→ **Exercise prompt**: Search each line of the data for the word "removed"; copy every line where it is found.

→ **Extracted entries**:
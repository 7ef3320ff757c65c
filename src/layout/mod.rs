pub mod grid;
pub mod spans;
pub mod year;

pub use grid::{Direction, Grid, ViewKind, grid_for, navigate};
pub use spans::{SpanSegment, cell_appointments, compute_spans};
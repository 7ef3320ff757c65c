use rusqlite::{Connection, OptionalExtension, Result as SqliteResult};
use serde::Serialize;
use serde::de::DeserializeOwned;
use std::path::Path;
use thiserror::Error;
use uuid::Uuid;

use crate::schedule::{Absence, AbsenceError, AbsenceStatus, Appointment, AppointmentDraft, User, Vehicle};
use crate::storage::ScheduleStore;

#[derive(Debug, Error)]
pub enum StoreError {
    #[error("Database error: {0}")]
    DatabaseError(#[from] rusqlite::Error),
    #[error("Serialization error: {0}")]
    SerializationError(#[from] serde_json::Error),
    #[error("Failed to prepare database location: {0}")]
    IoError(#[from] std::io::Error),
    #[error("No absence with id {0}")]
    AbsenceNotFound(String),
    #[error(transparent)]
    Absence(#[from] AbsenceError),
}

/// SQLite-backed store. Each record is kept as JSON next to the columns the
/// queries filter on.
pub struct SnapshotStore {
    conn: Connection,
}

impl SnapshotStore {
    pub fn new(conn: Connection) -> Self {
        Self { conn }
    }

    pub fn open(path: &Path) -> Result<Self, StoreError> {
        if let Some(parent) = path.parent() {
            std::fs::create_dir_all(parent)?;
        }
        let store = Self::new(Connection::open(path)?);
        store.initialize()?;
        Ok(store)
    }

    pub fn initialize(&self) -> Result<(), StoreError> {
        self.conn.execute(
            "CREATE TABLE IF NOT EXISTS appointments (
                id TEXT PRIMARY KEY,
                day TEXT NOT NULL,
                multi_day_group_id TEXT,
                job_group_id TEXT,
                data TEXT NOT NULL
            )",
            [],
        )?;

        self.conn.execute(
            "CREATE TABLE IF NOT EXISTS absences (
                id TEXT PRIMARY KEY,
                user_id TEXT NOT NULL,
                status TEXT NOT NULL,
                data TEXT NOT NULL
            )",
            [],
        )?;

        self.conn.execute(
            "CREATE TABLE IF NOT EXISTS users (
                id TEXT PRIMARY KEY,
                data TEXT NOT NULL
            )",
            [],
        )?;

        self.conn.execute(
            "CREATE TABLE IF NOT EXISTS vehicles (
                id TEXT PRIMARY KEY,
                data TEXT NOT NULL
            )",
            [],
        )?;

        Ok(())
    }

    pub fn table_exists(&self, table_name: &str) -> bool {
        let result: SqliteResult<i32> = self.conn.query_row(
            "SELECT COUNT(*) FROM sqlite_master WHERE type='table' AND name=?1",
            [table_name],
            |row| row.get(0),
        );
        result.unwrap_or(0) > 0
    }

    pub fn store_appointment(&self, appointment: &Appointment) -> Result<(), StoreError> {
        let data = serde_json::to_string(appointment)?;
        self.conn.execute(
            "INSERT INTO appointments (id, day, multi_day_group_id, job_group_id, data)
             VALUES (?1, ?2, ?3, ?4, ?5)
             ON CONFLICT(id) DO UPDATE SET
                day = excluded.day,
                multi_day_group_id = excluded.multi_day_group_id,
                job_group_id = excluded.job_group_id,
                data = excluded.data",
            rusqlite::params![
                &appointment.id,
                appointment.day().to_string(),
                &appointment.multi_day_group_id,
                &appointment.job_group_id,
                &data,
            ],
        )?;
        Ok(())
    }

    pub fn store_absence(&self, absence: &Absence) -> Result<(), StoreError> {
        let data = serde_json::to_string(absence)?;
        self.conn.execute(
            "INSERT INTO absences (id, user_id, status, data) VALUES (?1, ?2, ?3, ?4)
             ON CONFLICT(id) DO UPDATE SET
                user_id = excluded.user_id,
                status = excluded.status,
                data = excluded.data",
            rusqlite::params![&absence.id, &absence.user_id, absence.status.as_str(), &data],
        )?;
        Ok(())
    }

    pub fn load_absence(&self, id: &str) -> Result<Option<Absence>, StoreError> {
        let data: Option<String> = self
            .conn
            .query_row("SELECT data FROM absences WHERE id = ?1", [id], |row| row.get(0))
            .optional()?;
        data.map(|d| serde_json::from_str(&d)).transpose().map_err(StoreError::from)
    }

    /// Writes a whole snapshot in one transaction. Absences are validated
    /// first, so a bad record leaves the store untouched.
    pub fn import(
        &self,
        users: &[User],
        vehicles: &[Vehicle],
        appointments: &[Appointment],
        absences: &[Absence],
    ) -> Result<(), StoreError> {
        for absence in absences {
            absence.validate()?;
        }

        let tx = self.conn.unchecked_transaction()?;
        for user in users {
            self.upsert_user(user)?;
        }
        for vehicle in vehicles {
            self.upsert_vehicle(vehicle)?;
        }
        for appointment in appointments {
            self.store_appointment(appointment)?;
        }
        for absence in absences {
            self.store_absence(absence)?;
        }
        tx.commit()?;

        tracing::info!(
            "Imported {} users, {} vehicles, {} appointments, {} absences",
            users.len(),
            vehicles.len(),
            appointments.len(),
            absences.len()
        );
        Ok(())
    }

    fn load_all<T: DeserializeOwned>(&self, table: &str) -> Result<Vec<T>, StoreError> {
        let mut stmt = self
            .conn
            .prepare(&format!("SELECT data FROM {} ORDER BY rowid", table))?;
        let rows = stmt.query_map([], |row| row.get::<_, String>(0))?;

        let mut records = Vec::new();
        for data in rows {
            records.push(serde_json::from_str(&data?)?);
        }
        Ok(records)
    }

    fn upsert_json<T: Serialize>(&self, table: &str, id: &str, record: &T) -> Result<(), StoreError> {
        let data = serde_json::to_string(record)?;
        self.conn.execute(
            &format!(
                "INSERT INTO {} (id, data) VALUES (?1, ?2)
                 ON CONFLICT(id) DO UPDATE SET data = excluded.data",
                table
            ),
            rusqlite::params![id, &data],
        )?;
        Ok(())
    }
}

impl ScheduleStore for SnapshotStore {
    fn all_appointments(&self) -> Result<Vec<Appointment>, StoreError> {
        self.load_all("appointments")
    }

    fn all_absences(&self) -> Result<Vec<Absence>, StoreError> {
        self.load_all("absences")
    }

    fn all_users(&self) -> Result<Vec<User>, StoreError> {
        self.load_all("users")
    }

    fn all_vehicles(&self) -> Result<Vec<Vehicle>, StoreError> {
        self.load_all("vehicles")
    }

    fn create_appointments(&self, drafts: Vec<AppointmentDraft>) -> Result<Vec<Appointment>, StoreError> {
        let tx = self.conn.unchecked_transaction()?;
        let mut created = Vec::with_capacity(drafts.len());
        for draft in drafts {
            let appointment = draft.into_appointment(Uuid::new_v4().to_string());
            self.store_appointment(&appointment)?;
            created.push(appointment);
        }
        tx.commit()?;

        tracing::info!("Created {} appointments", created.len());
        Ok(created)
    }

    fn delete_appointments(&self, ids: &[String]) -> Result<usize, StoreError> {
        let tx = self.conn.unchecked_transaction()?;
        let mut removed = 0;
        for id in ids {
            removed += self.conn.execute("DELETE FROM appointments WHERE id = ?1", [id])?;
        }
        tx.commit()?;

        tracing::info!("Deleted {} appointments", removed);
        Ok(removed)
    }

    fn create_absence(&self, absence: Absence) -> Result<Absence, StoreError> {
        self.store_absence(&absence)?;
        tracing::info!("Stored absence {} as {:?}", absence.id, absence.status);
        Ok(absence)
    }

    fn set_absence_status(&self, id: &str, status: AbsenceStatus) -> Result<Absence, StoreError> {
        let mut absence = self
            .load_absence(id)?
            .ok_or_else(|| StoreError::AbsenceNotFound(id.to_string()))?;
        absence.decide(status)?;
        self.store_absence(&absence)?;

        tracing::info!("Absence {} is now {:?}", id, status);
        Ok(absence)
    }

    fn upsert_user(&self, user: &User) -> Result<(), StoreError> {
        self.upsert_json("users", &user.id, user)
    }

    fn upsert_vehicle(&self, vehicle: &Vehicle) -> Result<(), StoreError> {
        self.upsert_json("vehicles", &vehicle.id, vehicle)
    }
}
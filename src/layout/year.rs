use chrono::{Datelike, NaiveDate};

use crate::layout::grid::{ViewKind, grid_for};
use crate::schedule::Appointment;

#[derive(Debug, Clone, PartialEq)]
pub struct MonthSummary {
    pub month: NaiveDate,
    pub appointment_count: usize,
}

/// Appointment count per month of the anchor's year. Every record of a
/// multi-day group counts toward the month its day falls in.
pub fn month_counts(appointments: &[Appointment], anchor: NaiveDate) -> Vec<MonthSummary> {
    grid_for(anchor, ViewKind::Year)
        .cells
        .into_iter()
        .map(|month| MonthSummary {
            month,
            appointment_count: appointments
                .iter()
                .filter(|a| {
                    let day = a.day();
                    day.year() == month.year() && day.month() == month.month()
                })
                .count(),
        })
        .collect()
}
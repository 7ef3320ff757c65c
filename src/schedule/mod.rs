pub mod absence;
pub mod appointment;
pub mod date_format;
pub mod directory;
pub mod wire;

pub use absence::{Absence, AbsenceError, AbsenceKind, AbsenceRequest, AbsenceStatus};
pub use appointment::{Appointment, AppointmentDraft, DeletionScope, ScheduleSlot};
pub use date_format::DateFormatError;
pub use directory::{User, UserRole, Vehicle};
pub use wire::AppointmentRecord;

→ **Response to the task**:
        let mut removed = 0;
            removed += self.conn.execute("DELETE FROM appointments WHERE id = ?1", [id])?;
        tracing::info!("Deleted {} appointments", removed);
        Ok(removed)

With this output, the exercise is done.